**WHAT THE EXERCISE ASKS**: Only the lines from the start of the material through the line containing "Equality is by" are to be extracted, exactly as they appear.

━━━ EXERCISE DATA

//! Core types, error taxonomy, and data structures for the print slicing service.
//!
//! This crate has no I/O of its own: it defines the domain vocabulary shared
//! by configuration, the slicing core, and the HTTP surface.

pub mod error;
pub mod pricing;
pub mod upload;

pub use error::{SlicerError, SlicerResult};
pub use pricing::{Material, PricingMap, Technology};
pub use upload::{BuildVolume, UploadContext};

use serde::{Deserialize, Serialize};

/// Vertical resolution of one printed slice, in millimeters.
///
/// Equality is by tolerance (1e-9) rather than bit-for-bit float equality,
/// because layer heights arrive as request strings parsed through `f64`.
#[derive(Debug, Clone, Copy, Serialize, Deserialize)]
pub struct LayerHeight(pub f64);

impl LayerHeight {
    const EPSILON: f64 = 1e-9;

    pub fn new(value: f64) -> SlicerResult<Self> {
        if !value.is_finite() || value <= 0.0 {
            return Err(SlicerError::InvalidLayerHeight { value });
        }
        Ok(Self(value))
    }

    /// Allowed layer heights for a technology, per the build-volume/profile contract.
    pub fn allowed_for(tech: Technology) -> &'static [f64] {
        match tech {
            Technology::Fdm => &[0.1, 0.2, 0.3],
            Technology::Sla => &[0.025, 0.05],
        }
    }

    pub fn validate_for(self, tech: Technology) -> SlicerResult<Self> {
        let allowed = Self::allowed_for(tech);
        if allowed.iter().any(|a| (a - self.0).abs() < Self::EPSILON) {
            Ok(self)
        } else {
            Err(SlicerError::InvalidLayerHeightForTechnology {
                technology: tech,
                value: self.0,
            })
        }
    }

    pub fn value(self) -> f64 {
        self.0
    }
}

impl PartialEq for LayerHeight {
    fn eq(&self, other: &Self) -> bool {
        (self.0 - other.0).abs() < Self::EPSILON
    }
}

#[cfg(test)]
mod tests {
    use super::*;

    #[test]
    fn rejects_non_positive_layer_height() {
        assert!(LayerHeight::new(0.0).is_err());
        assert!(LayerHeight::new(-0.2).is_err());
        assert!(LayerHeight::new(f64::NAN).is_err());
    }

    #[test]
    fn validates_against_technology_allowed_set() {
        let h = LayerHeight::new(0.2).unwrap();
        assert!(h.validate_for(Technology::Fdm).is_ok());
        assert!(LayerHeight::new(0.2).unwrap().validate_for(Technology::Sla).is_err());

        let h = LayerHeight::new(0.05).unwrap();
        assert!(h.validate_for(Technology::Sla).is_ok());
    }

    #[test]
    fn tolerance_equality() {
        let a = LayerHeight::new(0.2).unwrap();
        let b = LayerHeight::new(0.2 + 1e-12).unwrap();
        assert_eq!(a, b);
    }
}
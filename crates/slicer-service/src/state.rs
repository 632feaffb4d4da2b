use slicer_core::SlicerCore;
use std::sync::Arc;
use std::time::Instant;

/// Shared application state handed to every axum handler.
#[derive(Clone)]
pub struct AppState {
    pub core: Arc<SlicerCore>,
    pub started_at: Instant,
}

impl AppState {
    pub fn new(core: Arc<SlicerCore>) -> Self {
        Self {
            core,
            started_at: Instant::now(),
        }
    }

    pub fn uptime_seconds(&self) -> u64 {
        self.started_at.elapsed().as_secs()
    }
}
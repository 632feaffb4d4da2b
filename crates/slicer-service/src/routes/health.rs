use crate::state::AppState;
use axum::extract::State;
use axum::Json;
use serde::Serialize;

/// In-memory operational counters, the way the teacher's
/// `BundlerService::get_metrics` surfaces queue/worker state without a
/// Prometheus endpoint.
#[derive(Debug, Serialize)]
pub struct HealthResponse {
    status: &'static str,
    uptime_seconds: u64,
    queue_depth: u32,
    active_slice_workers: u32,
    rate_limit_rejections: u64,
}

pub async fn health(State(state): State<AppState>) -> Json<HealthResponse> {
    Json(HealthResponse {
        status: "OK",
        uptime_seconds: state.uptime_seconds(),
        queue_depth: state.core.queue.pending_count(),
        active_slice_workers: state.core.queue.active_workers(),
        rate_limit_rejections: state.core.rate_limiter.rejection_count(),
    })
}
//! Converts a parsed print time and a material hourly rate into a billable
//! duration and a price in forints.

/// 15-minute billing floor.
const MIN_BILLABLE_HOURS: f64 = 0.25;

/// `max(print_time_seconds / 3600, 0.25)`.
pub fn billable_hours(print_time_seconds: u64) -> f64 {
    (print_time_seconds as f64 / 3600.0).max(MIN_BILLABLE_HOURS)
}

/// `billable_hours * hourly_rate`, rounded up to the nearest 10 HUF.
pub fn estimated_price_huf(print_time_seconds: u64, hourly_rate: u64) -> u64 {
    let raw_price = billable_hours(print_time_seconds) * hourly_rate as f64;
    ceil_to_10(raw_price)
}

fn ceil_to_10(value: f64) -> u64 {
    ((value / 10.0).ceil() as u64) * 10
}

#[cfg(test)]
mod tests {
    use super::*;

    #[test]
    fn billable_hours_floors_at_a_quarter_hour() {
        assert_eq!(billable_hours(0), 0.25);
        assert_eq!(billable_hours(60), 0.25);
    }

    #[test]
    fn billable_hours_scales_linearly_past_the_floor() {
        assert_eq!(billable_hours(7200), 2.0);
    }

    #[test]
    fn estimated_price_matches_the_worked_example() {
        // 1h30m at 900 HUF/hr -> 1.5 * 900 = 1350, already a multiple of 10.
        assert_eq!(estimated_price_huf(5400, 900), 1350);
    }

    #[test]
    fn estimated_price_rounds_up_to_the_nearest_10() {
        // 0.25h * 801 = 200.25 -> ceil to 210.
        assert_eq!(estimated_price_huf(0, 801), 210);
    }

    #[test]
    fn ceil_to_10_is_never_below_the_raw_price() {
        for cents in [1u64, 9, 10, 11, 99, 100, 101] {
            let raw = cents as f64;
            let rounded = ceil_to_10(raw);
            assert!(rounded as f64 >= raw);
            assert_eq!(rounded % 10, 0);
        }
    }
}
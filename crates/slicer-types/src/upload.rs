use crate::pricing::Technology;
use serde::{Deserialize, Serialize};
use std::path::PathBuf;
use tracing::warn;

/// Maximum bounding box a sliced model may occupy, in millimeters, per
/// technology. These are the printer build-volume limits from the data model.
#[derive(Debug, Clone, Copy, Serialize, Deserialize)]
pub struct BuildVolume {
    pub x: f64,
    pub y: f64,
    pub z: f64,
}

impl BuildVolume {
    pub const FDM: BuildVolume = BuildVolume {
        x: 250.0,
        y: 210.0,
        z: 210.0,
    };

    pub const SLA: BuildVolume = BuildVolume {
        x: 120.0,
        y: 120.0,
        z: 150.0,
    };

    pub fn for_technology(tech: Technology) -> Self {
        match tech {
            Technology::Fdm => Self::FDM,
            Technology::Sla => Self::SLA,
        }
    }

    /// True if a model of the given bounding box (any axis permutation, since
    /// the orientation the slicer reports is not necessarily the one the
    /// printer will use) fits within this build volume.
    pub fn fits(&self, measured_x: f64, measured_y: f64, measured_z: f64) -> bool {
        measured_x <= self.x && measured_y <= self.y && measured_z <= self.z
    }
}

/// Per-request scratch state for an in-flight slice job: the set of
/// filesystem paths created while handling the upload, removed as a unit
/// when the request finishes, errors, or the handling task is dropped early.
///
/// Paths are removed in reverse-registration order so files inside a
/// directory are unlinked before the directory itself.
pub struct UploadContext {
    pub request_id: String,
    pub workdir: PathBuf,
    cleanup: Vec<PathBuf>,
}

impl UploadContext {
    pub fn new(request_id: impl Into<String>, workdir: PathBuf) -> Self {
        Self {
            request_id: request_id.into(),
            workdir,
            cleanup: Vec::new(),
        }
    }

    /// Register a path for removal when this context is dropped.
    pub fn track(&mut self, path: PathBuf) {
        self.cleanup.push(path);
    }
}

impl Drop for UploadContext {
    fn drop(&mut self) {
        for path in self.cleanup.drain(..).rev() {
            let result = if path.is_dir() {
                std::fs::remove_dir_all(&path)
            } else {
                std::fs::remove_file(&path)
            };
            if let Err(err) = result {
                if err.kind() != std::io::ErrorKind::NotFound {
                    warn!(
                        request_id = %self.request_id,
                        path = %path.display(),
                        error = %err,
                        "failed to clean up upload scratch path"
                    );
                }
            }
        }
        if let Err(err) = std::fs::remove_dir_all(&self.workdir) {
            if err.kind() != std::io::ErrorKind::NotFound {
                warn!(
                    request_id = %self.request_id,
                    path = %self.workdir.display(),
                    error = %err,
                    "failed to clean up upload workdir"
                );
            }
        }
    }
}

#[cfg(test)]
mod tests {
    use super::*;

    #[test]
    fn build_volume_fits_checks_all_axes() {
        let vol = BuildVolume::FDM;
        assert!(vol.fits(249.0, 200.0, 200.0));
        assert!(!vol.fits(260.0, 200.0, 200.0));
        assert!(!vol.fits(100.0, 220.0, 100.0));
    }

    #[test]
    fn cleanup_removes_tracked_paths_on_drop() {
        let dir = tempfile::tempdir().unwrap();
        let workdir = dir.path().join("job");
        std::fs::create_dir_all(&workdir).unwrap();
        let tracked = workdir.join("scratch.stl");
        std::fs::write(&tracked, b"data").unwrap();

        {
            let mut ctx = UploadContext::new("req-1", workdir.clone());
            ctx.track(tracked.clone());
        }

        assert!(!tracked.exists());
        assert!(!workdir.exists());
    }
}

━━━━━━

**OUTPUT BELOW**:
//! Core types, error taxonomy, and data structures for the print slicing service.
//!
//! This crate has no I/O of its own: it defines the domain vocabulary shared
//! by configuration, the slicing core, and the HTTP surface.

pub mod error;
pub mod pricing;
pub mod upload;

pub use error::{SlicerError, SlicerResult};
pub use pricing::{Material, PricingMap, Technology};
pub use upload::{BuildVolume, UploadContext};

use serde::{Deserialize, Serialize};

/// Vertical resolution of one printed slice, in millimeters.
///
/// Equality is by tolerance (1e-9) rather than bit-for-bit float equality,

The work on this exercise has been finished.